Paula Jongerden lives near an abandoned oil well that spews effluent and poison gas. She worries about the health of her family and the environment and wants the province to deal with the problem. Photo by Nick Iwanyshyn/National Observer

“Come for a coffee, we’ll have it inside,” Norfolk County resident Paula Jongerden says with a laugh. But she’s not joking. She lives about 300 metres from an old oil well that routinely belches foul-smelling odours that ensconce her home with the stench of rotten eggs.

Jongerden crosses her fingers when inviting people over for barbecues, hoping the wind won’t blow toward her property. Locals refer to the area on Forestry Farm Road, about 90 kilometres southeast of London, Ont., as “the stink.”

A leaking abandoned well near Paula Jongerden's home is surrounded by dead foliage. She worries about the impact on the health of her family and the environment. Photo by Nick Iwanyshyn/National Observer.
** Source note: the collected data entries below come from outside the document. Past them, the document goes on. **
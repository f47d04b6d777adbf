//! Wall clock and sleeper.

use std::time::Duration;

use chrono::{DateTime, Utc};

/// Source of time for cooldowns, timeouts, and waits.
///
/// Tests substitute a manual clock whose `sleep` advances `now` instantly.
pub trait Clock {
    fn now(&self) -> DateTime<Utc>;
    fn sleep(&self, duration: Duration);
}

#[derive(Debug, Clone, Copy, Default)]
pub struct SystemClock;

impl Clock for SystemClock {
    fn now(&self) -> DateTime<Utc> {
        Utc::now()
    }

    fn sleep(&self, duration: Duration) {
        std::thread::sleep(duration);
    }
}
But it’s not just the smell. It’s what the smell signals: the presence of hydrogen sulphide, a gas that, in low concentrations, stinks. At higher concentrations, it’s deadly. A monitoring station at the site has measured dangerous levels, high enough to cause significant respiratory and eye irritation, and pulmonary edema. Signage surrounding the old well, which lies on county property, warns of poison gas. Jongerden has been cautioned by provincial authorities not to get too close.
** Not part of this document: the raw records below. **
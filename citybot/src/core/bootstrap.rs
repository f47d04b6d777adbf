//! Tutorial screen classification.
//!
//! Classification is an ordered list of `(predicate, state)` rules evaluated
//! top to bottom; the first matching rule wins. The two completion-sequence
//! rules sit at the top so they pre-empt the generic screen rules.

use serde::Serialize;

use crate::core::classes::tutorial;
use crate::core::detection::Detections;
use crate::core::state::BootstrapProgress;

/// Minimum number of visible option cards for the picker to be recognised.
pub const MIN_OPTIONS_FOR_PICKER: usize = 3;

#[derive(Debug, Clone, Copy, PartialEq, Eq, Serialize)]
#[serde(rename_all = "snake_case")]
pub enum BootstrapState {
    Unknown,
    SkipButton,
    InfoText,
    OptionSelect,
    Confirm,
    ArrowAndTarget,
    ArrowOnly,
    StepAComplete,
    FinalStep,
}

impl BootstrapState {
    pub fn as_str(self) -> &'static str {
        match self {
            BootstrapState::Unknown => "unknown",
            BootstrapState::SkipButton => "skip_button",
            BootstrapState::InfoText => "info_text",
            BootstrapState::OptionSelect => "option_select",
            BootstrapState::Confirm => "confirm",
            BootstrapState::ArrowAndTarget => "arrow_and_target",
            BootstrapState::ArrowOnly => "arrow_only",
            BootstrapState::StepAComplete => "step_a_complete",
            BootstrapState::FinalStep => "final_step",
        }
    }
}

type Rule = fn(&Detections, &BootstrapProgress) -> bool;

const RULES: &[(Rule, BootstrapState)] = &[
    (final_step_ready, BootstrapState::FinalStep),
    (step_a_visible, BootstrapState::StepAComplete),
    (skip_visible, BootstrapState::SkipButton),
    (info_visible, BootstrapState::InfoText),
    (picker_visible, BootstrapState::OptionSelect),
    (confirm_visible, BootstrapState::Confirm),
    (arrow_and_target, BootstrapState::ArrowAndTarget),
    (arrow_only, BootstrapState::ArrowOnly),
];

/// Classify one tutorial frame.
pub fn classify(detections: &Detections, progress: &BootstrapProgress) -> BootstrapState {
    RULES
        .iter()
        .find(|(rule, _)| rule(detections, progress))
        .map_or(BootstrapState::Unknown, |(_, state)| *state)
}

fn final_step_ready(detections: &Detections, progress: &BootstrapProgress) -> bool {
    progress.step_a_clicked && !progress.step_b_clicked && arrow_and_target(detections, progress)
}

fn step_a_visible(detections: &Detections, progress: &BootstrapProgress) -> bool {
    !progress.step_a_clicked && detections.has(tutorial::STEP_A_COMPLETE)
}

fn skip_visible(detections: &Detections, _: &BootstrapProgress) -> bool {
    detections.has(tutorial::SKIP_BUTTON)
}

fn info_visible(detections: &Detections, _: &BootstrapProgress) -> bool {
    detections.has(tutorial::INFO_TEXT)
}

fn picker_visible(detections: &Detections, _: &BootstrapProgress) -> bool {
    visible_options(detections) >= MIN_OPTIONS_FOR_PICKER
}

fn confirm_visible(detections: &Detections, _: &BootstrapProgress) -> bool {
    detections.has(tutorial::CONFIRM)
}

fn arrow_and_target(detections: &Detections, _: &BootstrapProgress) -> bool {
    detections.has(tutorial::ARROW) && detections.has(tutorial::TARGET)
}

fn arrow_only(detections: &Detections, _: &BootstrapProgress) -> bool {
    detections.has(tutorial::ARROW) && !detections.has(tutorial::TARGET)
}

/// Option cards in the frame, counted regardless of confidence.
pub fn visible_options(detections: &Detections) -> usize {
    detections
        .iter()
        .filter(|d| tutorial::OPTIONS.contains(&d.class.as_str()))
        .count()
}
“I will caution you, please do not enter into that area as the levels of [hydrogen sulphide] are extremely high and the fire department has measured life-threatening levels while they were fully protected in supplied air,” an Environment Ministry official emailed her after she submitted photos of sulphur water bubbling out of the ground. “Depending on wind conditions, the area you took photos could be very dangerous.”

“It’s like our own Chernobyl right here in Norfolk County,” says Mayor Kristal Chopp. #Ontario #DerelictWells

She worries about the effects on her health and that of her family — she doesn’t feel safe on her own property anymore. She worries, too, about the environment. The well is surrounded by an ever-growing expanse of dead foliage; effluent spews out of it into Big Creek, which in turn flows into Lake Erie, the drinking water source for about 11 million people.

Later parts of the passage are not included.